At a club like Guiseley it is going to be the little things that will make a difference and sometimes this gets lost in some of the work on engaging employees. What interests me is not big bold employee engagement programmes produced by an organisational development consultant but the tiny things that managers do day to day with their teams to create an environment which is engaging and supportive.
This quote always focuses the mind of managers I work with:
“Over 70% of people leave their jobs because of the way they are led.” Norman Drummond, Motivational Speaker
So what can managers do to create a work place that encourages engagement. Recent research by Teresa Amabile and Steven Kramer collected diary entries of employees in a variety of companies. The diary enteries were used to map the relationship between the individual’s mood and the activities at work. The conclusions were that little things made a big and lasting difference. The small wins were important, these are some small wins that I have observed making a difference in workplaces I have been involved in as an employee or as a freelance trainer.
3 Small Wins for Engagement
Listening to complaints and responding
People moan all the time and as a manager it is easy to dismiss this as “just moaning” but if you really listen you will start to pick up themes about what really irritates people. Right now a big issue is the difference between words and actions. A lot of companies are focusing on keep costs down and have not been doing any wage rises. People get it, but what does not make sense is when they see money being wasted by the top managers on a bonding event at an expensive hotel.
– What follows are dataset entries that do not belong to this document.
use std::collections::HashMap;
use std::sync::{Arc, Mutex};

use chrono::NaiveDate;

use crate::workflows::grading::domain::{
    AssignmentId, Document, GradingSubmission, Paragraph, StudentIdentity, SubmissionId,
};
use crate::workflows::grading::engine::EvaluationEngine;
use crate::workflows::grading::repository::{
    FeedbackEmail, NotificationPublisher, NotifyError, RepositoryError, SubmissionRecord,
    SubmissionRepository,
};
use crate::workflows::grading::service::GradingService;

pub(super) const FACULTY_COPY: &str = "catedra@uccuyo.edu.ar";

pub(super) fn evaluation_engine() -> EvaluationEngine {
    EvaluationEngine::with_defaults()
}

pub(super) fn student() -> StudentIdentity {
    StudentIdentity {
        full_name: "Ana María Pérez".to_string(),
        email: "ana.perez@uccuyo.edu.ar".to_string(),
    }
}

pub(super) fn received_on() -> NaiveDate {
    NaiveDate::from_ymd_opt(2025, 9, 15).expect("valid date")
}

/// Flat text covering every criterion of the introductory rubric.
pub(super) fn outline_full_marks_text() -> &'static str {
    "El tema elegido y el título provisorio se presentan al inicio. \
     El paradigma adoptado es el interpretativo. \
     La pregunta de investigación orienta todo el anteproyecto. \
     El objetivo general se desagrega en objetivos específicos medibles. \
     La hipótesis de trabajo se enuncia al final."
}

pub(super) fn outline_full_marks_document() -> Document {
    Document::flat(outline_full_marks_text())
}

pub(super) fn empty_document() -> Document {
    Document::flat("")
}

/// Structured document with the requested number of headings per level.
pub(super) fn styled_document(level_one: usize, level_two: usize, level_three: usize) -> Document {
    let mut paragraphs = Vec::new();
    for index in 0..level_one {
        paragraphs.push(Paragraph::new(format!("Capítulo {}", index + 1), "Heading 1"));
        paragraphs.push(Paragraph::new("Texto del capítulo.", ""));
    }
    for index in 0..level_two {
        paragraphs.push(Paragraph::new(format!("Sección {}", index + 1), "Título 2"));
        paragraphs.push(Paragraph::new("Texto de la sección.", ""));
    }
    for index in 0..level_three {
        paragraphs.push(Paragraph::new(
            format!("Apartado {}", index + 1),
            "Heading 3",
        ));
        paragraphs.push(Paragraph::new("Texto del apartado.", ""));
    }
    Document::structured(paragraphs)
}

pub(super) fn submission(assignment: &str, document: Document) -> GradingSubmission {
    GradingSubmission {
        student: student(),
        assignment: AssignmentId::new(assignment),
        document,
        received_on: received_on(),
    }
}

#[derive(Default, Clone)]
pub(super) struct MemoryRepository {
    records: Arc<Mutex<HashMap<SubmissionId, SubmissionRecord>>>,
}

impl SubmissionRepository for MemoryRepository {
    fn insert(&self, record: SubmissionRecord) -> Result<SubmissionRecord, RepositoryError> {
        let mut guard = self.records.lock().expect("repository mutex poisoned");
        if guard.contains_key(&record.submission_id) {
            return Err(RepositoryError::Conflict);
        }
        guard.insert(record.submission_id.clone(), record.clone());
        Ok(record)
    }

    fn update(&self, record: SubmissionRecord) -> Result<(), RepositoryError> {
        let mut guard = self.records.lock().expect("repository mutex poisoned");
        if guard.contains_key(&record.submission_id) {
            guard.insert(record.submission_id.clone(), record);
            Ok(())
        } else {
            Err(RepositoryError::NotFound)
        }
    }

    fn fetch(&self, id: &SubmissionId) -> Result<Option<SubmissionRecord>, RepositoryError> {
        let guard = self.records.lock().expect("repository mutex poisoned");
        Ok(guard.get(id).cloned())
    }

    fn recent(&self, limit: usize) -> Result<Vec<SubmissionRecord>, RepositoryError> {
        let guard = self.records.lock().expect("repository mutex poisoned");
        Ok(guard.values().take(limit).cloned().collect())
    }
}

/// Repository that rejects every insert, for conflict-path tests.
pub(super) struct ConflictRepository;

impl SubmissionRepository for ConflictRepository {
    fn insert(&self, _record: SubmissionRecord) -> Result<SubmissionRecord, RepositoryError> {
        Err(RepositoryError::Conflict)
    }

    fn update(&self, _record: SubmissionRecord) -> Result<(), RepositoryError> {
        Err(RepositoryError::NotFound)
    }

    fn fetch(&self, _id: &SubmissionId) -> Result<Option<SubmissionRecord>, RepositoryError> {
        Ok(None)
    }

    fn recent(&self, _limit: usize) -> Result<Vec<SubmissionRecord>, RepositoryError> {
        Ok(Vec::new())
    }
}

#[derive(Default, Clone)]
pub(super) struct MemoryNotifier {
    pub(super) sent: Arc<Mutex<Vec<FeedbackEmail>>>,
}

impl NotificationPublisher for MemoryNotifier {
    fn publish(&self, email: FeedbackEmail) -> Result<(), NotifyError> {
        self.sent.lock().expect("notifier mutex poisoned").push(email);
        Ok(())
    }
}

/// Notifier standing in for an unconfigured mail collaborator.
pub(super) struct DisabledNotifier;

impl NotificationPublisher for DisabledNotifier {
    fn publish(&self, _email: FeedbackEmail) -> Result<(), NotifyError> {
        Err(NotifyError::Disabled)
    }
}

pub(super) fn grading_service(
    repository: MemoryRepository,
    notifier: MemoryNotifier,
) -> GradingService<MemoryRepository, MemoryNotifier> {
    GradingService::new(
        Arc::new(repository),
        Arc::new(notifier),
        evaluation_engine(),
        Some(FACULTY_COPY.to_string()),
    )
}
Easter Eggs and Ice-Creams
I can remember being thrilled to find an Easter Egg on my desk from my boss one morning when I got to work. It wasn’t the value of the gift but just the unexpected nature of it. Likewise the ice-creams one of the managers popped out to get one really hot day (and they do happen sometimes in Leeds)
Training, Coaching and Investment
Giving people the chance to develop their skills, and I don’t mean just running a lot of generic training courses. It is about really taking time to find out what people need to learn and finding interesting ways to help them learn it. One of the best customer service training I delivered involved sending people round the shops and services of Leeds for 2 hours and then asking them to present their findings about what they had learnt about customer service to our management team. This bit of training costs nothing, just a bit of imagination from your training team, and the willingness to trust that your employees will use the opportunity wisely.